* What is required:
Return the following from the records below: each line, word for word, starting with the line that contains "fn item_field<'a>(item: &'a" and going on through the line that contains "let mut seen: Vec<CoPurchase>", with nothing outside that range.

* Data extracts:

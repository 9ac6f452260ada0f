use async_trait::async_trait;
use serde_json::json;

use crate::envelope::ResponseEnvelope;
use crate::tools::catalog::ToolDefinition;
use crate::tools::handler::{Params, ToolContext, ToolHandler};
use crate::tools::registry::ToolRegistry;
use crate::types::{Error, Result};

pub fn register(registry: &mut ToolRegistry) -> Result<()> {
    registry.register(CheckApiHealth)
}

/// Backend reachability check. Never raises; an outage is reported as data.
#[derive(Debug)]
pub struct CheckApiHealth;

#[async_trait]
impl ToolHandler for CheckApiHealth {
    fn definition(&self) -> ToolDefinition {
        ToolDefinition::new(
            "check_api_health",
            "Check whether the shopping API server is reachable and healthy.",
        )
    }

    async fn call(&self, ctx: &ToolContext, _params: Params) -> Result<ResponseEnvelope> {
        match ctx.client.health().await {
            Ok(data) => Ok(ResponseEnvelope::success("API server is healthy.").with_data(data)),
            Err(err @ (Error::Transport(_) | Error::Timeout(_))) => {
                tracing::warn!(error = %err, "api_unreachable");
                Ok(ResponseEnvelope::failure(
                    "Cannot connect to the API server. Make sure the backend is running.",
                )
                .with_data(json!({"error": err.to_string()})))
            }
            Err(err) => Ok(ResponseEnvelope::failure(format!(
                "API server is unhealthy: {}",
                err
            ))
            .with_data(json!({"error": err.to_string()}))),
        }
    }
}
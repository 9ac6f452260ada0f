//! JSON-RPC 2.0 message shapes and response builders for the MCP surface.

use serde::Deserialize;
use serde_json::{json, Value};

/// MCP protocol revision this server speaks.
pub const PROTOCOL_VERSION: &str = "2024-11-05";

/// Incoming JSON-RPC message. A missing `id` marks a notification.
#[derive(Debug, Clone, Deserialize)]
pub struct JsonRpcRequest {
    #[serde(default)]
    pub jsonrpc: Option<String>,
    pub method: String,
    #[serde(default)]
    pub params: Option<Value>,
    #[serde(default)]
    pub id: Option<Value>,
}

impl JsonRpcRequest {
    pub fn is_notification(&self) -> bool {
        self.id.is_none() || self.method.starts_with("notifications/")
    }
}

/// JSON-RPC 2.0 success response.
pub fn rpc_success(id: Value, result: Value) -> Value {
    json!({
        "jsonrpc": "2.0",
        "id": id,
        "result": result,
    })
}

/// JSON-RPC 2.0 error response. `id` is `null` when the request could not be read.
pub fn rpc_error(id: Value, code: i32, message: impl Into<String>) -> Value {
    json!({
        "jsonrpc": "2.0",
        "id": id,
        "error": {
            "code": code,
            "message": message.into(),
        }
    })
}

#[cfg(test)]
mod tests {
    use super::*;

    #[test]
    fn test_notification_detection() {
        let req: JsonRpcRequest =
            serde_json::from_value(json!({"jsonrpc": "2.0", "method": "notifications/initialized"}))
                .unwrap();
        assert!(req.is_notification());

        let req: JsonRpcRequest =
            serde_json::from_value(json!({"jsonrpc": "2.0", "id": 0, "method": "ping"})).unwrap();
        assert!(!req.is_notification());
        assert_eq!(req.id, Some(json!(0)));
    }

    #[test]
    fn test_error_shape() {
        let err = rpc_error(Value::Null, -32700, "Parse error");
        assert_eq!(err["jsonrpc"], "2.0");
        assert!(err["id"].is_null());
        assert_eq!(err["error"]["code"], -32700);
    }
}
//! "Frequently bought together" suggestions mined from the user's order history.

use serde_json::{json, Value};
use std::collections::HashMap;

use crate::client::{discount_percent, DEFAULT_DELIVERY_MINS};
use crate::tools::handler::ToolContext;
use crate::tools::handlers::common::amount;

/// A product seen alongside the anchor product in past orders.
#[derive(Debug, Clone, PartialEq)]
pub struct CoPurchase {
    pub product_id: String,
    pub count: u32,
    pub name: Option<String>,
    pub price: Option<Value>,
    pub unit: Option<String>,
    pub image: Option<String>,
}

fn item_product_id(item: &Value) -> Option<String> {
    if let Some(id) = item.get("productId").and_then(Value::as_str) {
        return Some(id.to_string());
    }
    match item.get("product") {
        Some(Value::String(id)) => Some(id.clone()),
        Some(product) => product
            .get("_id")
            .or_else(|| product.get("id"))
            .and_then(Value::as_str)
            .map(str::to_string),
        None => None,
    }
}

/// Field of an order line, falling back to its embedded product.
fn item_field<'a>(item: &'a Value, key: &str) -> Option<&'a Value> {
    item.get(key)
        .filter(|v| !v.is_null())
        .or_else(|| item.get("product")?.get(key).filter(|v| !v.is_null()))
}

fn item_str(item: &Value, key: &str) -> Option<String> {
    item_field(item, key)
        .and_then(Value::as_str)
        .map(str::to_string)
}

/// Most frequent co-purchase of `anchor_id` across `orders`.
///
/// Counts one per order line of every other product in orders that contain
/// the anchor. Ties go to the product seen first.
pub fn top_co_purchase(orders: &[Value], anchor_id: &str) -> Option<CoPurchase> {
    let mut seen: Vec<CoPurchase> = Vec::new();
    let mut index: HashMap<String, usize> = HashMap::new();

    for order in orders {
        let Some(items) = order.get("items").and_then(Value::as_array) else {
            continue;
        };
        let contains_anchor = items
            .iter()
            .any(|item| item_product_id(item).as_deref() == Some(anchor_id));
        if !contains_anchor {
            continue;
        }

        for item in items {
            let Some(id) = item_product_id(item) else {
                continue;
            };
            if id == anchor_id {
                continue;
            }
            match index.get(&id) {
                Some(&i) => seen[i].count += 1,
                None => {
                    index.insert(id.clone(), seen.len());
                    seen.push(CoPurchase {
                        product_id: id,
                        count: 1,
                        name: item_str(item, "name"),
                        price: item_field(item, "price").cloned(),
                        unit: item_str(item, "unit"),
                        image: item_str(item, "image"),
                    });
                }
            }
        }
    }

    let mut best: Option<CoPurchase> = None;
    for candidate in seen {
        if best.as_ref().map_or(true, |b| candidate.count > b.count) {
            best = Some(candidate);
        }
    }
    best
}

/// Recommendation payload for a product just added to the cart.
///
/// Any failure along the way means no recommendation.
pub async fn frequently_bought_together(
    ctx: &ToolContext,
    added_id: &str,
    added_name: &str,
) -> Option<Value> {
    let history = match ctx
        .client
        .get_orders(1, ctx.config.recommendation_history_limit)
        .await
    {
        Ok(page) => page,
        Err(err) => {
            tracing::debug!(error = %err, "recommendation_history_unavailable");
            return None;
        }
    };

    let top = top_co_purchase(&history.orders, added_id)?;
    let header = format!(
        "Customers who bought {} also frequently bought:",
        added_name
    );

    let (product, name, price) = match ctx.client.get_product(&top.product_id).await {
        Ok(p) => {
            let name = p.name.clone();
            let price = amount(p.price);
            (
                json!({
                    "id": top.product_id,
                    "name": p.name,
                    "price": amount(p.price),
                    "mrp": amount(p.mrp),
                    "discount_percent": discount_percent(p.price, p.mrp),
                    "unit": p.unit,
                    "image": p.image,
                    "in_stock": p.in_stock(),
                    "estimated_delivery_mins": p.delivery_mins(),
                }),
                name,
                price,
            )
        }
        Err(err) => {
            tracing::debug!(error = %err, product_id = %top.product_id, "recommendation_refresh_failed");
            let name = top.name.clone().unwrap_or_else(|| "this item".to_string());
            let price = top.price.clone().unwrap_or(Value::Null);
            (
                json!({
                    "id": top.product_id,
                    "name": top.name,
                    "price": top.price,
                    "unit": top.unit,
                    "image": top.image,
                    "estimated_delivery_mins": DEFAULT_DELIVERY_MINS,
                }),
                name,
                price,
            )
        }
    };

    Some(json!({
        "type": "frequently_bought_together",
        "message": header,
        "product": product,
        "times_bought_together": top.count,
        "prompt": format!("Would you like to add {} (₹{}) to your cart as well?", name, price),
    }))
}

* Response to the task:
fn item_field<'a>(item: &'a Value, key: &str) -> Option<&'a Value> {
    item.get(key)
        .filter(|v| !v.is_null())
        .or_else(|| item.get("product")?.get(key).filter(|v| !v.is_null()))
}

fn item_str(item: &Value, key: &str) -> Option<String> {
    item_field(item, key)
        .and_then(Value::as_str)
        .map(str::to_string)
}

/// Most frequent co-purchase of `anchor_id` across `orders`.
///
/// Counts one per order line of every other product in orders that contain
/// the anchor. Ties go to the product seen first.
pub fn top_co_purchase(orders: &[Value], anchor_id: &str) -> Option<CoPurchase> {
    let mut seen: Vec<CoPurchase> = Vec::new();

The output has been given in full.